» **PROBLEM REQUIREMENTS**
State, as one number, how many lines in these records hold "fxlab".

» **INFORMATION**
● ● ● ●
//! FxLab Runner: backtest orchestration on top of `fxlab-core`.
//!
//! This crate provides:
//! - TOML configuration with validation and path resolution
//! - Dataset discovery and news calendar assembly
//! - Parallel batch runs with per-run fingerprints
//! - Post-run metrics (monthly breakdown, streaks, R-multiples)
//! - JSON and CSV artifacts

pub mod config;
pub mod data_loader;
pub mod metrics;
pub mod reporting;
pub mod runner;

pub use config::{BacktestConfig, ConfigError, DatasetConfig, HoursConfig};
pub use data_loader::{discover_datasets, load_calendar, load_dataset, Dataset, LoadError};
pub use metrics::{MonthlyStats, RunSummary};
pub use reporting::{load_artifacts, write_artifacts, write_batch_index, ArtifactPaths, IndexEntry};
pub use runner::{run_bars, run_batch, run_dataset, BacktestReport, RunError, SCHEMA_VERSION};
● ● ● ●
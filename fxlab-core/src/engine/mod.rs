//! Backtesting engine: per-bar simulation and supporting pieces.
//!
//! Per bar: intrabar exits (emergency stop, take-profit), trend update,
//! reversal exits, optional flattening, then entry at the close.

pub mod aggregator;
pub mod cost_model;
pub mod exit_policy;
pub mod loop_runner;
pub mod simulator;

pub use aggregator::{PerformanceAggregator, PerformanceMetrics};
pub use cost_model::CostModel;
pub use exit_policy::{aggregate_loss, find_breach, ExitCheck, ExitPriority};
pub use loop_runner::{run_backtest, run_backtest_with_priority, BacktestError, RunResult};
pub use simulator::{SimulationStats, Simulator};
● ● ● ●
» **ANSWER FOR THIS EXERCISE**
2